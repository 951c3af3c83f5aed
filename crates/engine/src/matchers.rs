//! Matcher library: compares an observed property value with an expectation.
//!
//! Matchers are plain functions looked up by [`MatcherKind`]. They only see
//! values, never the resource handle that produced them.

use hostspec_profile::{Expectation, MatcherKind, Value};
use regex::Regex;
use std::collections::HashMap;
use std::sync::LazyLock;
use thiserror::Error;

/// Failure to apply a matcher (as opposed to a failing comparison).
#[derive(Error, Debug, Clone, PartialEq, Eq)]
pub enum MatcherError {
    #[error("{matcher} cannot compare {actual} with {expected}")]
    TypeMismatch {
        matcher: MatcherKind,
        actual: &'static str,
        expected: &'static str,
    },

    #[error("invalid pattern {pattern:?}: {reason}")]
    InvalidPattern { pattern: String, reason: String },

    #[error("no matcher registered for {0}")]
    Unsupported(MatcherKind),
}

/// Result of a comparison.
#[derive(Debug, Clone, PartialEq, Eq)]
pub struct Verdict {
    pub passed: bool,
    /// Human readable explanation, set for failures.
    pub diagnostic: Option<String>,
}

type MatchFn = fn(&Value, &Value) -> Result<bool, MatcherError>;

static MATCHERS: LazyLock<HashMap<MatcherKind, MatchFn>> = LazyLock::new(|| {
    let mut table: HashMap<MatcherKind, MatchFn> = HashMap::new();
    table.insert(MatcherKind::Equal, equal);
    table.insert(MatcherKind::Include, include);
    table.insert(MatcherKind::BeTrue, be_true);
    table.insert(MatcherKind::BeFalse, be_false);
    table.insert(MatcherKind::Match, match_pattern);
    table
});

/// Apply `expectation` to `actual`, honouring `should_not`.
pub fn evaluate(expectation: &Expectation, actual: &Value) -> Result<Verdict, MatcherError> {
    let matcher = MATCHERS
        .get(&expectation.matcher)
        .ok_or(MatcherError::Unsupported(expectation.matcher))?;

    let matched = matcher(actual, &expectation.expected)?;
    let passed = matched != expectation.negate;
    let diagnostic = (!passed).then(|| describe_failure(expectation, actual));
    Ok(Verdict { passed, diagnostic })
}

fn describe_failure(expectation: &Expectation, actual: &Value) -> String {
    let not = if expectation.negate { "not " } else { "" };
    match expectation.matcher {
        MatcherKind::BeTrue | MatcherKind::BeFalse => format!(
            "expected {} {}to be {}, got {}",
            expectation.property,
            not,
            expectation.matcher == MatcherKind::BeTrue,
            actual
        ),
        MatcherKind::Equal => format!(
            "expected {} {}to eq {}, got {}",
            expectation.property, not, expectation.expected, actual
        ),
        MatcherKind::Include => format!(
            "expected {} {}to include {}, got {}",
            expectation.property, not, expectation.expected, actual
        ),
        MatcherKind::Match => format!(
            "expected {} {}to match /{}/, got {}",
            expectation.property,
            not,
            expectation.expected.to_arg_string(),
            actual
        ),
    }
}

fn mismatch(matcher: MatcherKind, actual: &Value, expected: &Value) -> MatcherError {
    MatcherError::TypeMismatch {
        matcher,
        actual: actual.type_name(),
        expected: expected.type_name(),
    }
}

/// Structural equality where ints and floats compare numerically.
fn same_value(a: &Value, b: &Value) -> bool {
    match (a, b) {
        (Value::Int(x), Value::Float(y)) | (Value::Float(y), Value::Int(x)) => (*x as f64) == *y,
        (Value::List(xs), Value::List(ys)) => {
            xs.len() == ys.len() && xs.iter().zip(ys).all(|(x, y)| same_value(x, y))
        }
        _ => a == b,
    }
}

fn comparable(a: &Value, b: &Value) -> bool {
    matches!(
        (a, b),
        (Value::Null, _)
            | (_, Value::Null)
            | (Value::Int(_) | Value::Float(_), Value::Int(_) | Value::Float(_))
    ) || std::mem::discriminant(a) == std::mem::discriminant(b)
}

fn equal(actual: &Value, expected: &Value) -> Result<bool, MatcherError> {
    if !comparable(actual, expected) {
        return Err(mismatch(MatcherKind::Equal, actual, expected));
    }
    Ok(same_value(actual, expected))
}

fn include(actual: &Value, expected: &Value) -> Result<bool, MatcherError> {
    match (actual, expected) {
        (Value::List(items), needle) => Ok(items.iter().any(|item| same_value(item, needle))),
        (Value::Text(haystack), Value::Text(needle)) => Ok(haystack.contains(needle.as_str())),
        (Value::Null, _) => Ok(false),
        _ => Err(mismatch(MatcherKind::Include, actual, expected)),
    }
}

fn be_true(actual: &Value, expected: &Value) -> Result<bool, MatcherError> {
    actual
        .as_bool()
        .ok_or_else(|| mismatch(MatcherKind::BeTrue, actual, expected))
}

fn be_false(actual: &Value, expected: &Value) -> Result<bool, MatcherError> {
    actual
        .as_bool()
        .map(|b| !b)
        .ok_or_else(|| mismatch(MatcherKind::BeFalse, actual, expected))
}

fn match_pattern(actual: &Value, expected: &Value) -> Result<bool, MatcherError> {
    let Some(pattern) = expected.as_str() else {
        return Err(mismatch(MatcherKind::Match, actual, expected));
    };
    let regex = Regex::new(pattern).map_err(|e| MatcherError::InvalidPattern {
        pattern: pattern.to_string(),
        reason: e.to_string(),
    })?;
    match actual {
        Value::Text(text) => Ok(regex.is_match(text)),
        Value::Null => Ok(false),
        _ => Err(mismatch(MatcherKind::Match, actual, expected)),
    }
}

#[cfg(test)]
mod tests {
    use super::*;
    use pretty_assertions::assert_eq;

    fn list(items: &[&str]) -> Value {
        Value::List(items.iter().map(|s| Value::from(*s)).collect())
    }

    #[test]
    fn test_every_kind_has_a_matcher() {
        for kind in [
            MatcherKind::Equal,
            MatcherKind::Include,
            MatcherKind::BeTrue,
            MatcherKind::BeFalse,
            MatcherKind::Match,
        ] {
            assert!(MATCHERS.contains_key(&kind), "{}", kind);
        }
    }

    #[test]
    fn test_be_true_failure_diagnostic() {
        let verdict = evaluate(&Expectation::be("installed"), &Value::Bool(false)).unwrap();
        assert!(!verdict.passed);
        assert_eq!(
            verdict.diagnostic.as_deref(),
            Some("expected installed to be true, got false")
        );
    }

    #[test]
    fn test_negation() {
        let verdict =
            evaluate(&Expectation::be("running").negated(), &Value::Bool(false)).unwrap();
        assert!(verdict.passed);
        assert!(verdict.diagnostic.is_none());

        let verdict = evaluate(
            &Expectation::include("output", "root").negated(),
            &list(&["root", "postgres"]),
        )
        .unwrap();
        assert!(!verdict.passed);
        assert!(verdict.diagnostic.unwrap().contains("not to include"));
    }

    #[test]
    fn test_include_list_and_text() {
        let members = list(&["alice", "postgres"]);
        assert!(evaluate(&Expectation::include("output", "postgres"), &members).unwrap().passed);
        assert!(!evaluate(&Expectation::include("output", "bob"), &members).unwrap().passed);

        let text = Value::from("PostgreSQL 14.9 on x86_64");
        assert!(evaluate(&Expectation::include("stdout", "14.9"), &text).unwrap().passed);
        assert!(!evaluate(&Expectation::include("stdout", "x"), &Value::Null).unwrap().passed);
    }

    #[test]
    fn test_equal_numeric_and_null() {
        assert!(evaluate(&Expectation::eq("rows", 2i64), &Value::Float(2.0)).unwrap().passed);
        assert!(!evaluate(&Expectation::eq("version", "14.2"), &Value::Null).unwrap().passed);
        assert!(evaluate(&Expectation::eq("exit_status", 0i64), &Value::Int(0)).unwrap().passed);
    }

    #[test]
    fn test_type_mismatch() {
        let err = evaluate(&Expectation::eq("rows", "two"), &Value::Int(2)).unwrap_err();
        assert_eq!(
            err,
            MatcherError::TypeMismatch {
                matcher: MatcherKind::Equal,
                actual: "int",
                expected: "text",
            }
        );
        assert!(evaluate(&Expectation::be("installed"), &Value::from("yes")).is_err());
        assert!(evaluate(&Expectation::include("count", 1i64), &Value::Int(1)).is_err());
    }

    #[test]
    fn test_match_pattern() {
        let version = Value::from("14.9");
        assert!(evaluate(&Expectation::matches("version", r"^14\."), &version).unwrap().passed);
        assert!(!evaluate(&Expectation::matches("version", r"^15\."), &version).unwrap().passed);

        let err = evaluate(&Expectation::matches("version", "(unclosed"), &version).unwrap_err();
        assert!(matches!(err, MatcherError::InvalidPattern { .. }));
    }

    #[test]
    fn test_be_false() {
        let expectation = Expectation::be_false("enabled");
        assert!(evaluate(&expectation, &Value::Bool(false)).unwrap().passed);
        let verdict = evaluate(&expectation, &Value::Bool(true)).unwrap();
        assert_eq!(
            verdict.diagnostic.as_deref(),
            Some("expected enabled to be false, got true")
        );
    }
}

### Task requirements
The answer consists of every line above in which the word "root" occurs.

### Solution to this problem
            &Expectation::include("output", "root").negated(),
            &list(&["root", "postgres"]),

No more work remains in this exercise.